Saved entries
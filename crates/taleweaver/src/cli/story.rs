//! Story command handlers.

use std::path::{Path, PathBuf};
use taleweaver::{DefaultStoryteller, ImageOutcome, StoryInput, StoryResponse, Theme};
use tracing::{info, warn};

type CliResult<T = ()> = Result<T, Box<dyn std::error::Error>>;

/// Text given inline or through a file.
fn read_text(inline: Option<String>, file: Option<PathBuf>) -> CliResult<String> {
    match (inline, file) {
        (Some(text), _) => Ok(text),
        (None, Some(path)) => Ok(std::fs::read_to_string(&path)
            .map_err(|e| format!("Failed to read {}: {}", path.display(), e))?),
        (None, None) => Err("No text given".into()),
    }
}

fn print_story(text: String, json: bool) -> CliResult {
    if json {
        println!("{}", serde_json::to_string_pretty(&StoryResponse::from(text))?);
    } else {
        println!("{}", text);
    }
    Ok(())
}

/// Handle `start`.
pub async fn start_story(
    storyteller: &DefaultStoryteller,
    themes: Vec<String>,
    json: bool,
) -> CliResult {
    let themes: Vec<Theme> = themes.into_iter().map(Theme::from).collect();
    let text = storyteller.start_story(Some(themes.as_slice())).await?;
    print_story(text, json)
}

/// Handle `continue`.
pub async fn continue_story(
    storyteller: &DefaultStoryteller,
    story: Option<String>,
    story_file: Option<PathBuf>,
    user_input: String,
    json: bool,
) -> CliResult {
    let input = StoryInput {
        story_context: read_text(story, story_file)?,
        user_input,
    };
    let response = storyteller.continue_story_input(&input).await?;
    print_story(response.story_text, json)
}

/// Handle `illustrate`.
pub async fn illustrate(
    storyteller: &DefaultStoryteller,
    text: Option<String>,
    text_file: Option<PathBuf>,
    output: Option<PathBuf>,
) -> CliResult {
    let text = read_text(text, text_file)?;
    let outcome = storyteller.illustrate(&text).await?;

    match (outcome, output) {
        (ImageOutcome::Rendered(image), Some(path)) => {
            std::fs::write(&path, image.as_bytes())?;
            info!(path = %path.display(), bytes = image.len(), "Image saved");
        }
        (ImageOutcome::Rendered(image), None) => {
            println!("{}", image.to_base64());
        }
        (ImageOutcome::Absent, _) => {
            warn!("No image was produced");
        }
    }
    Ok(())
}

fn save_image(outcome: &ImageOutcome, dir: &Path, name: &str) -> CliResult {
    match outcome.image() {
        Some(image) => {
            let path = dir.join(name);
            std::fs::write(&path, image.as_bytes())?;
            println!("Image saved to {}", path.display());
        }
        None => println!("No image for this turn."),
    }
    Ok(())
}

/// Handle `demo`: two illustrated turns.
pub async fn demo(storyteller: &DefaultStoryteller, action: String, output_dir: PathBuf) -> CliResult {
    std::fs::create_dir_all(&output_dir)?;

    let intro = storyteller.start_story(None).await?;
    println!("{}\n", intro);

    let first = storyteller.illustrate_detailed(&intro).await?;
    if let Some(prompt) = &first.prompt {
        println!("Image prompt: {}\n", prompt);
    }
    save_image(&first.image, &output_dir, "generated_image_1.png")?;

    println!("\n> {}\n", action);
    let next = storyteller.continue_story(&intro, &action).await?;
    println!("{}\n", next);

    let second = storyteller.illustrate_detailed(&next).await?;
    if let Some(prompt) = &second.prompt {
        println!("Image prompt: {}\n", prompt);
    }
    save_image(&second.image, &output_dir, "generated_image_2.png")?;

    Ok(())
}
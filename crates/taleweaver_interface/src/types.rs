//! Wire types shared by image transports.

use derive_getters::Getters;
use serde::{Deserialize, Serialize};

/// One weighted text prompt in a text-to-image request.
#[derive(Debug, Clone, PartialEq, Eq, Hash, Serialize, Deserialize)]
pub struct TextPrompt {
    /// Prompt text
    pub text: String,
}

/// JSON body of a text-to-image request.
///
/// # Examples
///
/// ```
/// use taleweaver_interface::{ImageGenerationRequest, TextPrompt};
///
/// let request = ImageGenerationRequest::builder()
///     .text_prompts(vec![TextPrompt { text: "a lighthouse at dusk".into() }])
///     .cfg_scale(7u32)
///     .height(1024u32)
///     .width(1024u32)
///     .samples(1u32)
///     .steps(30u32)
///     .build()
///     .unwrap();
///
/// let body = serde_json::to_value(&request).unwrap();
/// assert_eq!(body["text_prompts"][0]["text"], "a lighthouse at dusk");
/// assert_eq!(body["steps"], 30);
/// ```
#[derive(
    Debug, Clone, PartialEq, Eq, Hash, Serialize, Deserialize, Getters, derive_builder::Builder,
)]
#[builder(setter(into))]
pub struct ImageGenerationRequest {
    /// Prompts describing the image
    text_prompts: Vec<TextPrompt>,
    /// Classifier-free guidance scale
    cfg_scale: u32,
    /// Image height in pixels
    height: u32,
    /// Image width in pixels
    width: u32,
    /// Number of images to generate
    samples: u32,
    /// Diffusion step count
    steps: u32,
}

impl ImageGenerationRequest {
    /// Request for a single prompt with explicit generation parameters.
    pub fn new(
        prompt: impl Into<String>,
        cfg_scale: u32,
        height: u32,
        width: u32,
        samples: u32,
        steps: u32,
    ) -> Self {
        Self {
            text_prompts: vec![TextPrompt {
                text: prompt.into(),
            }],
            cfg_scale,
            height,
            width,
            samples,
            steps,
        }
    }

    /// Creates a new builder for `ImageGenerationRequest`.
    pub fn builder() -> ImageGenerationRequestBuilder {
        ImageGenerationRequestBuilder::default()
    }
}

/// Status and body of an image service response.
#[derive(Debug, Clone, PartialEq, Eq, Hash)]
pub struct TransportResponse {
    /// HTTP status code
    pub status: u16,
    /// Raw response body
    pub body: Vec<u8>,
}

impl TransportResponse {
    /// Build a response from status and body.
    pub fn new(status: u16, body: impl Into<Vec<u8>>) -> Self {
        Self {
            status,
            body: body.into(),
        }
    }

    /// Body decoded as UTF-8, replacing invalid sequences.
    pub fn body_text(&self) -> String {
        String::from_utf8_lossy(&self.body).into_owned()
    }
}
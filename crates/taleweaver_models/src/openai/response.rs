use derive_getters::Getters;
use serde::{Deserialize, Serialize};

/// OpenAI-compatible chat completion response.
///
/// Only `choices` is required; compatible servers differ on the rest.
#[derive(Debug, Clone, Serialize, Deserialize, PartialEq, Getters)]
pub struct ChatCompletionResponse {
    /// Unique identifier for the completion
    #[serde(default)]
    id: String,
    /// Model used for completion
    #[serde(default)]
    model: String,
    /// Generated completions
    choices: Vec<Choice>,
    /// Token usage statistics
    #[serde(default)]
    usage: Option<Usage>,
}

/// A completion choice
#[derive(Debug, Clone, Serialize, Deserialize, PartialEq, Eq, Hash, Getters)]
pub struct Choice {
    /// Index of this choice
    #[serde(default)]
    index: u32,
    /// The generated message
    message: ChoiceMessage,
    /// Reason why generation finished
    #[serde(default)]
    finish_reason: Option<String>,
}

/// Message in a choice
#[derive(Debug, Clone, Serialize, Deserialize, PartialEq, Eq, Hash, Getters)]
pub struct ChoiceMessage {
    /// Role of the message (typically "assistant")
    role: String,
    /// Generated content; null when the model refused or called a tool
    #[serde(default)]
    content: Option<String>,
}

/// Token usage statistics
#[derive(Debug, Clone, Copy, Serialize, Deserialize, PartialEq, Eq, Hash, Getters)]
pub struct Usage {
    /// Tokens in the prompt
    prompt_tokens: u32,
    /// Tokens in the completion
    completion_tokens: u32,
    /// Total tokens used
    total_tokens: u32,
}
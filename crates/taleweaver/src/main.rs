//! Taleweaver CLI binary.
//!
//! This binary provides command-line access to the story operations:
//! - Start a story on a theme
//! - Continue a story with the reader's action
//! - Illustrate a passage
//! - Run a two-turn demo

use clap::Parser;
use taleweaver::{LoggingConfig, TaleweaverConfig, init_logging, storyteller_from_env};

mod cli;

#[tokio::main]
async fn main() -> Result<(), Box<dyn std::error::Error>> {
    use cli::{Cli, Commands, continue_story, demo, illustrate, start_story};

    // Credentials may live in .env
    let _ = dotenvy::dotenv();

    let cli = Cli::parse();

    let log_level = if cli.verbose { "debug" } else { "info" };
    init_logging(LoggingConfig::new(log_level).with_json_logs(cli.json_logs))?;

    let config = match &cli.config {
        Some(path) => TaleweaverConfig::from_file(path)?,
        None => TaleweaverConfig::load()?,
    };
    let storyteller = storyteller_from_env(&config)?;

    match cli.command {
        Commands::Start { themes, json } => {
            start_story(&storyteller, themes, json).await?;
        }

        Commands::Continue {
            story,
            story_file,
            input,
            json,
        } => {
            continue_story(&storyteller, story, story_file, input, json).await?;
        }

        Commands::Illustrate {
            text,
            text_file,
            output,
        } => {
            illustrate(&storyteller, text, text_file, output).await?;
        }

        Commands::Demo { action, output_dir } => {
            demo(&storyteller, action, output_dir).await?;
        }
    }

    Ok(())
}
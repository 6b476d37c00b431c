//! Error types for Taleweaver.
//!
//! This crate provides the error taxonomy shared by every Taleweaver crate.
//!
//! # Error Hierarchy
//!
//! All errors follow the `ErrorKind` + wrapper struct pattern:
//! - `*ErrorKind` enum defines specific error conditions
//! - `*Error` struct wraps the kind with source location tracking
//! - All constructors use `#[track_caller]` for automatic location capture
//!
//! The failure classes of the generation pipeline map onto these types:
//!
//! | failure | type | policy |
//! |---|---|---|
//! | template invoked without a required value | [`TemplateError`] (`MissingBinding`) | surfaced |
//! | required backend credential absent | [`ConfigError`] | surfaced on the text path |
//! | text-generation backend failure | [`BackendError`] | surfaced |
//! | image backend refused the request | [`ImageError`] | logged, absorbed into an absent image |
//!
//! # Examples
//!
//! ```
//! use taleweaver_error::{TaleweaverResult, TemplateError, TemplateErrorKind};
//!
//! fn render() -> TaleweaverResult<String> {
//!     Err(TemplateError::new(TemplateErrorKind::MissingBinding("theme".into())))?
//! }
//!
//! assert!(render().unwrap_err().to_string().contains("theme"));
//! ```

#![forbid(unsafe_code)]
#![warn(missing_docs)]

mod backend;
mod config;
mod error;
mod image;
mod template;

pub use backend::{BackendError, BackendErrorKind};
pub use config::ConfigError;
pub use error::{TaleweaverError, TaleweaverErrorKind, TaleweaverResult};
pub use image::{ImageError, ImageErrorKind};
pub use template::{TemplateError, TemplateErrorKind};
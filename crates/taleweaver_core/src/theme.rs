//! Story themes and call-time theme selection.

use rand::Rng;
use rand::seq::SliceRandom;
use serde::{Deserialize, Serialize};

/// Genre labels offered when the caller supplies none.
pub const DEFAULT_THEMES: [&str; 7] = [
    "Science fiction",
    "Fantasy",
    "Thriller",
    "Romance",
    "Horror",
    "Novel",
    "Drama",
];

/// A short label seeding the story's genre or setting.
///
/// # Examples
///
/// ```
/// use taleweaver_core::Theme;
///
/// let theme = Theme::from("Fantasy");
/// assert_eq!(theme.as_str(), "Fantasy");
/// ```
#[derive(
    Debug, Clone, PartialEq, Eq, Hash, PartialOrd, Ord, Serialize, Deserialize, derive_more::Display,
)]
#[serde(transparent)]
pub struct Theme(String);

impl Theme {
    /// Create a theme from any label.
    pub fn new(label: impl Into<String>) -> Self {
        Self(label.into())
    }

    /// The label text.
    pub fn as_str(&self) -> &str {
        &self.0
    }
}

impl From<&str> for Theme {
    fn from(label: &str) -> Self {
        Self::new(label)
    }
}

impl From<String> for Theme {
    fn from(label: String) -> Self {
        Self(label)
    }
}

/// Fresh copy of the built-in theme set.
pub fn default_themes() -> Vec<Theme> {
    DEFAULT_THEMES.iter().map(|label| Theme::from(*label)).collect()
}

/// Pick one theme uniformly at random.
///
/// An empty slice falls back to [`DEFAULT_THEMES`]. Selection happens on
/// every call, so no choice is ever cached between requests.
pub fn pick_theme(themes: &[Theme]) -> Theme {
    pick_theme_with(themes, &mut rand::thread_rng())
}

/// [`pick_theme`] with a caller-supplied random source.
///
/// # Examples
///
/// ```
/// use rand::SeedableRng;
/// use taleweaver_core::{Theme, pick_theme_with};
///
/// let mut rng = rand::rngs::StdRng::seed_from_u64(7);
/// let only = [Theme::from("Noir")];
/// assert_eq!(pick_theme_with(&only, &mut rng).as_str(), "Noir");
/// ```
pub fn pick_theme_with<R: Rng + ?Sized>(themes: &[Theme], rng: &mut R) -> Theme {
    match themes.choose(rng) {
        Some(theme) => theme.clone(),
        None => {
            let index = rng.gen_range(0..DEFAULT_THEMES.len());
            Theme::from(DEFAULT_THEMES[index])
        }
    }
}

§ YOUR OBJECTIVE
Bring together all lines of the entries above in which the string "impl" occurs.

§ REPLY
impl ImageGenerationRequest {
        prompt: impl Into<String>,
impl TransportResponse {
    pub fn new(status: u16, body: impl Into<Vec<u8>>) -> Self {
impl Theme {
    pub fn new(label: impl Into<String>) -> Self {
impl From<&str> for Theme {
impl From<String> for Theme {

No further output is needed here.